**WORK TASK:** Go through the entries below from the first line and transcribe each one exactly, ending with the line that contains "full lead record.".

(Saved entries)

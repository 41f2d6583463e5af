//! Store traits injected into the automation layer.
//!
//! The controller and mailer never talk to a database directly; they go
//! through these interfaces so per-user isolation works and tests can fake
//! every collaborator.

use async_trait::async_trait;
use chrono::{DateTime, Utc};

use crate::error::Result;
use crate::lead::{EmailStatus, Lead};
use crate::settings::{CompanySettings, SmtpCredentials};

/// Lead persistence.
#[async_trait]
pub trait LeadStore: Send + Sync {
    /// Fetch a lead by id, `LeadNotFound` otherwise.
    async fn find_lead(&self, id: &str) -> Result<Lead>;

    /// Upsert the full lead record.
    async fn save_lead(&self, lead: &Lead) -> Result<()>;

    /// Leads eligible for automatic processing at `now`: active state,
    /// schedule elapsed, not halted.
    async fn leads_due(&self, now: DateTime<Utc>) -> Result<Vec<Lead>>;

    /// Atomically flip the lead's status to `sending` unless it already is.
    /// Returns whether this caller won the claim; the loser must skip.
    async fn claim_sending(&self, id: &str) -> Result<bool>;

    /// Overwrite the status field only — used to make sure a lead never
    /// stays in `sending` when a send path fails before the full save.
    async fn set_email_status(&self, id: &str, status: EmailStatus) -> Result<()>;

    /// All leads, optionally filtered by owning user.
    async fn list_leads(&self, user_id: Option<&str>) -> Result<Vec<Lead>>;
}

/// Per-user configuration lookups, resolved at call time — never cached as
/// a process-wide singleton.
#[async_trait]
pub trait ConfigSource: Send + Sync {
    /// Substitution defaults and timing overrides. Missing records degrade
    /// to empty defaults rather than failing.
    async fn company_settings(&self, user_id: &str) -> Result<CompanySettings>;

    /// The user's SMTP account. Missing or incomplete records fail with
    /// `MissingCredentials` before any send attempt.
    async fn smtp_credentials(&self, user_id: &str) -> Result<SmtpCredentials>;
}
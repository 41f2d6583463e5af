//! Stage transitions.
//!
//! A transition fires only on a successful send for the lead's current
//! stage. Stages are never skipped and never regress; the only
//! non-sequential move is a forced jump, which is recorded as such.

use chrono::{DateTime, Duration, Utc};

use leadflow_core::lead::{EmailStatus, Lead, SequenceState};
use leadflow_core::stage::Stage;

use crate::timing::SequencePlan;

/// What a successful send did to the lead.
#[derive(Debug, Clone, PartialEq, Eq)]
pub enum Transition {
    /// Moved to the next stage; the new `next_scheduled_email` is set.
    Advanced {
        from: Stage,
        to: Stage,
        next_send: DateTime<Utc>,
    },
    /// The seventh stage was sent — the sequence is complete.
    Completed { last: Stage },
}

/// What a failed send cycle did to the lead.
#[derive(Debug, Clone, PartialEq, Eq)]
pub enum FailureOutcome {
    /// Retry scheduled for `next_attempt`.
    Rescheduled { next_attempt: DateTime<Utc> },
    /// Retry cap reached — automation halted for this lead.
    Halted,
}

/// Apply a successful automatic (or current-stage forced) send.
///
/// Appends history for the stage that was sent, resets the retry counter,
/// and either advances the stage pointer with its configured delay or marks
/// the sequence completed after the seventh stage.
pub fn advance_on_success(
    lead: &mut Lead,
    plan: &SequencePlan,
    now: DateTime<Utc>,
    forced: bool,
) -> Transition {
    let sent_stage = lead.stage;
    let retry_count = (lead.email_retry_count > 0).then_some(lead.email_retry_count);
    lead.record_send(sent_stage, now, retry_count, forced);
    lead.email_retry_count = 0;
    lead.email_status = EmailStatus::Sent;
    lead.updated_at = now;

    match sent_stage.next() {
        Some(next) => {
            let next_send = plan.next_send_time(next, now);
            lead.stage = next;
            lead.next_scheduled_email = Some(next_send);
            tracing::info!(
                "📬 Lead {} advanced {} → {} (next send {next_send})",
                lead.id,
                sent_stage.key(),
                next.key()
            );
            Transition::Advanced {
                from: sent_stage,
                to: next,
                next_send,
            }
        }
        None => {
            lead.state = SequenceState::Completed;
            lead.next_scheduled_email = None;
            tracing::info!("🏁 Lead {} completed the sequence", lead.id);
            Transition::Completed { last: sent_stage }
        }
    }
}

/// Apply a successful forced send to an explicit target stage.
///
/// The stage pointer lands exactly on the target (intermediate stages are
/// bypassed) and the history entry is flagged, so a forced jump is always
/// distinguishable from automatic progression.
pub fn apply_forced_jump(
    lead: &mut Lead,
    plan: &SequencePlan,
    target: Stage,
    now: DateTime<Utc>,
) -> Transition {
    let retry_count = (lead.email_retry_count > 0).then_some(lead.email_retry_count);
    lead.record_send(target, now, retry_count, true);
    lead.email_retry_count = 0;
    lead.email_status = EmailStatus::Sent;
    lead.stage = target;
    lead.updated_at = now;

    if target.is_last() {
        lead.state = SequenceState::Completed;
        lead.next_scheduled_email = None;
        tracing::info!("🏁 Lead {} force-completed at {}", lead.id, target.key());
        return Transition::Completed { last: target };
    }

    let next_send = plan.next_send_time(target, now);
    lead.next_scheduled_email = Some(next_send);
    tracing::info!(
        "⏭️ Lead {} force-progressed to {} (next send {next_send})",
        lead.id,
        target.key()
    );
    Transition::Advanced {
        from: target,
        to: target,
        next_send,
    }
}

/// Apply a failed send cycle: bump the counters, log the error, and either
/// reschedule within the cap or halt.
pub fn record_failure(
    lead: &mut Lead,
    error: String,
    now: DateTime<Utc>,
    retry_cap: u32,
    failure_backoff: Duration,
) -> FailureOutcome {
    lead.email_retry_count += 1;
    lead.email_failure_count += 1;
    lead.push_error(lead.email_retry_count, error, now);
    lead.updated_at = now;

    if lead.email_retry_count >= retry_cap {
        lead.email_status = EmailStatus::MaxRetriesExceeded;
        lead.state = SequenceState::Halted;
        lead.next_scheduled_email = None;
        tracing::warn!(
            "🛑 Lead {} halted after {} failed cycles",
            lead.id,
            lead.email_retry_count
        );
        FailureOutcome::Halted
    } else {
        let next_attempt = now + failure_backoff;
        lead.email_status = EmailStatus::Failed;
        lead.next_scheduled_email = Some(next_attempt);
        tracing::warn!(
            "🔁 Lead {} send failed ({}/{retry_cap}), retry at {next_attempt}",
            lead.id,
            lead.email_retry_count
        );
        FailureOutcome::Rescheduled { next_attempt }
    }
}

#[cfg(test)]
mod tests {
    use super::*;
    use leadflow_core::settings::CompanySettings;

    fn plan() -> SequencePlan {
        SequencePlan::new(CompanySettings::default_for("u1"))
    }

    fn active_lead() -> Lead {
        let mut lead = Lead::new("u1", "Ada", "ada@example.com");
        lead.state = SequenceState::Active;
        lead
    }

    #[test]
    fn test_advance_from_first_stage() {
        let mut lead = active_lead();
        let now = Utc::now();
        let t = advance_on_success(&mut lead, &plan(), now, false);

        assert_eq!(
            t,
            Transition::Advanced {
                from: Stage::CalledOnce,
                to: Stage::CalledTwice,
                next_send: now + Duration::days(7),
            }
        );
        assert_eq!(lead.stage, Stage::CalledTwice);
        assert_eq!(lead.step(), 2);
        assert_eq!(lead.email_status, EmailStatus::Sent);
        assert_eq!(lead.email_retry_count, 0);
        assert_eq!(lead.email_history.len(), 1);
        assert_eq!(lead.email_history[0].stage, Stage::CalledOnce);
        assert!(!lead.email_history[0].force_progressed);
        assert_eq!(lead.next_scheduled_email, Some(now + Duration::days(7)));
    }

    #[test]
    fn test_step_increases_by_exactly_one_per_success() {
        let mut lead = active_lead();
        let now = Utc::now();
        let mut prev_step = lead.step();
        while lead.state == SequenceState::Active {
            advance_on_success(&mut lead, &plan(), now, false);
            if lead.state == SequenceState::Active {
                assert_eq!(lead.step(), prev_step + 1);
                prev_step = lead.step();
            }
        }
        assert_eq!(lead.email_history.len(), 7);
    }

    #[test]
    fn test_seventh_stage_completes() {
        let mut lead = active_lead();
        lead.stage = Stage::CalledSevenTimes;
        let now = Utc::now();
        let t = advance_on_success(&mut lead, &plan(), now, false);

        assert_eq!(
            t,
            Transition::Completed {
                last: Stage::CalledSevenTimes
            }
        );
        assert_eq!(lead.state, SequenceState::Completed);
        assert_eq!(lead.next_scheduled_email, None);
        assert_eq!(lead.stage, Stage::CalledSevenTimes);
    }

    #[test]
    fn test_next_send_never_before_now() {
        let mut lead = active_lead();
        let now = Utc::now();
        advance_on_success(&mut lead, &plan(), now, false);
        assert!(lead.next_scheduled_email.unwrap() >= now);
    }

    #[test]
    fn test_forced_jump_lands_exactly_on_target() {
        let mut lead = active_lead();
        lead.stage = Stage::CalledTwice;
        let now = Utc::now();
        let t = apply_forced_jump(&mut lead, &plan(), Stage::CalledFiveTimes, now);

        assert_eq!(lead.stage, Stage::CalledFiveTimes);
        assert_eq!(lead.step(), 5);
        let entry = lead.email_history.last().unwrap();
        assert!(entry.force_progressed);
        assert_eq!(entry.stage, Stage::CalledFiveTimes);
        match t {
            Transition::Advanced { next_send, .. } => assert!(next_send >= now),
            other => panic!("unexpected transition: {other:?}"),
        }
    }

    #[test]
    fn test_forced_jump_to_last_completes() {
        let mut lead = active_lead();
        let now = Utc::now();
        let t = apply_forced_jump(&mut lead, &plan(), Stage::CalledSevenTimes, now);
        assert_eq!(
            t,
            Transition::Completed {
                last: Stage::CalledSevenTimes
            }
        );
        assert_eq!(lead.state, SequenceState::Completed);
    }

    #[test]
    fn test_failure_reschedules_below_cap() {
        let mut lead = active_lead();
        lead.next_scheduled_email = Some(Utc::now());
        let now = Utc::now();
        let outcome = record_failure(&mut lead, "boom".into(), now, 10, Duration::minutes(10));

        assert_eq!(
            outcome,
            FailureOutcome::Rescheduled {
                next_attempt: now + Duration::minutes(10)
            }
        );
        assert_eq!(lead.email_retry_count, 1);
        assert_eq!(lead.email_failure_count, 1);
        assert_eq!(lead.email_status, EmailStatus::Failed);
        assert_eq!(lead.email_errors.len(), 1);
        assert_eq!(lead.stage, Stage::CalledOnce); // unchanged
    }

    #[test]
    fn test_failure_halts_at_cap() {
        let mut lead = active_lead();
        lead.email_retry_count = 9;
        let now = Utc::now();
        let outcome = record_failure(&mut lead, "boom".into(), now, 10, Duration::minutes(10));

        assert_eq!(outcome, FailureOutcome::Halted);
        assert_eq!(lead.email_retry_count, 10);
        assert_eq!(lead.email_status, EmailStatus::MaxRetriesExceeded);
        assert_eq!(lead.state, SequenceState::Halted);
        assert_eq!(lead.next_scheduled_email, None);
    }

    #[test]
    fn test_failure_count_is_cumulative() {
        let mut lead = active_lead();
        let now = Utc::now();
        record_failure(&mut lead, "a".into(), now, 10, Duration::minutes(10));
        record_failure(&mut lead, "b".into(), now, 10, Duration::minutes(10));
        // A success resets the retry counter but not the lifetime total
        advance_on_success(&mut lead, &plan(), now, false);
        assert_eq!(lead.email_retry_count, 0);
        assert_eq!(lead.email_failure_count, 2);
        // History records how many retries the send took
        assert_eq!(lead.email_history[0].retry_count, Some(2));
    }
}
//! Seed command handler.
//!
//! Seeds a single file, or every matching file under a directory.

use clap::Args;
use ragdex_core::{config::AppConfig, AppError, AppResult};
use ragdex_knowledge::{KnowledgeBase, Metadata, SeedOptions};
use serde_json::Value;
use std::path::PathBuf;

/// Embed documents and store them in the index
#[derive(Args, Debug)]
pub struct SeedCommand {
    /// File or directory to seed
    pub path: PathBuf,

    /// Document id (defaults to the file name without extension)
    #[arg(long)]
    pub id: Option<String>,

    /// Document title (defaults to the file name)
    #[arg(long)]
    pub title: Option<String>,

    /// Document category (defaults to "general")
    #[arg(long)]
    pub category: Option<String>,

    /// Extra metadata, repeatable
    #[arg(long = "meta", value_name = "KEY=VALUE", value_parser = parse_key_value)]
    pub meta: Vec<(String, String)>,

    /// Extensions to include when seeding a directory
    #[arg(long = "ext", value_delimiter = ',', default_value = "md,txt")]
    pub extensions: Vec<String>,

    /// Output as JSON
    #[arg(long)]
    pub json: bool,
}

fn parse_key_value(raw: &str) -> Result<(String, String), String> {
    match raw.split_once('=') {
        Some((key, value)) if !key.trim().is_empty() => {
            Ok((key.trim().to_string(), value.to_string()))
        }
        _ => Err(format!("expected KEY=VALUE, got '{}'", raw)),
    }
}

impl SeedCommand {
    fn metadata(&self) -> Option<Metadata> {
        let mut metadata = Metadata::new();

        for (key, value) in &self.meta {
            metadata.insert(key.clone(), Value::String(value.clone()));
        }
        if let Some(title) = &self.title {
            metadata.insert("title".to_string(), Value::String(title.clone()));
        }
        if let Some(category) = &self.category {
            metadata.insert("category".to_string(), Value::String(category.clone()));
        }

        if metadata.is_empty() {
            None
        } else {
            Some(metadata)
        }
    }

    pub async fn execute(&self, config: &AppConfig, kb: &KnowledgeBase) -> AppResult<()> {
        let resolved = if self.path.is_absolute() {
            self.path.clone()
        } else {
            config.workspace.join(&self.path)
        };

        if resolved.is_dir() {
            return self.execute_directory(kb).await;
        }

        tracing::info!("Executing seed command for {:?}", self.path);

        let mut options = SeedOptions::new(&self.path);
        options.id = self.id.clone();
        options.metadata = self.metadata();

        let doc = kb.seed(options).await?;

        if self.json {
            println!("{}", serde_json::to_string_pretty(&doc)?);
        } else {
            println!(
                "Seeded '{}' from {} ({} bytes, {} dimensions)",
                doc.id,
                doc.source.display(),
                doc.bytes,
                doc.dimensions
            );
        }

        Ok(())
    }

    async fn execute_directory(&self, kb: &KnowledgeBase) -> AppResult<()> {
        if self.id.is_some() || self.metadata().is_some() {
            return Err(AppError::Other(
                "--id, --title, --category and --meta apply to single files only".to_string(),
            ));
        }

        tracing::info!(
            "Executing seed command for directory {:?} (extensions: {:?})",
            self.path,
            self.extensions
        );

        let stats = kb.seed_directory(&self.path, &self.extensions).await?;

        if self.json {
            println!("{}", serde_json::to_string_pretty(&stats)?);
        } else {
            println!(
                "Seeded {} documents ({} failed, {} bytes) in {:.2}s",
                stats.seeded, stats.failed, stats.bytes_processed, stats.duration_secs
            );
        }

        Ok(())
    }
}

**OUTPUT:**
repository 41f2d6583463e5af
//! Store traits injected into the automation layer.
//!
//! The controller and mailer never talk to a database directly; they go
//! through these interfaces so per-user isolation works and tests can fake
//! every collaborator.

use async_trait::async_trait;
use chrono::{DateTime, Utc};

use crate::error::Result;
use crate::lead::{EmailStatus, Lead};
use crate::settings::{CompanySettings, SmtpCredentials};

/// Lead persistence.
#[async_trait]
pub trait LeadStore: Send + Sync {
    /// Fetch a lead by id, `LeadNotFound` otherwise.
    async fn find_lead(&self, id: &str) -> Result<Lead>;

    /// Upsert the full lead record.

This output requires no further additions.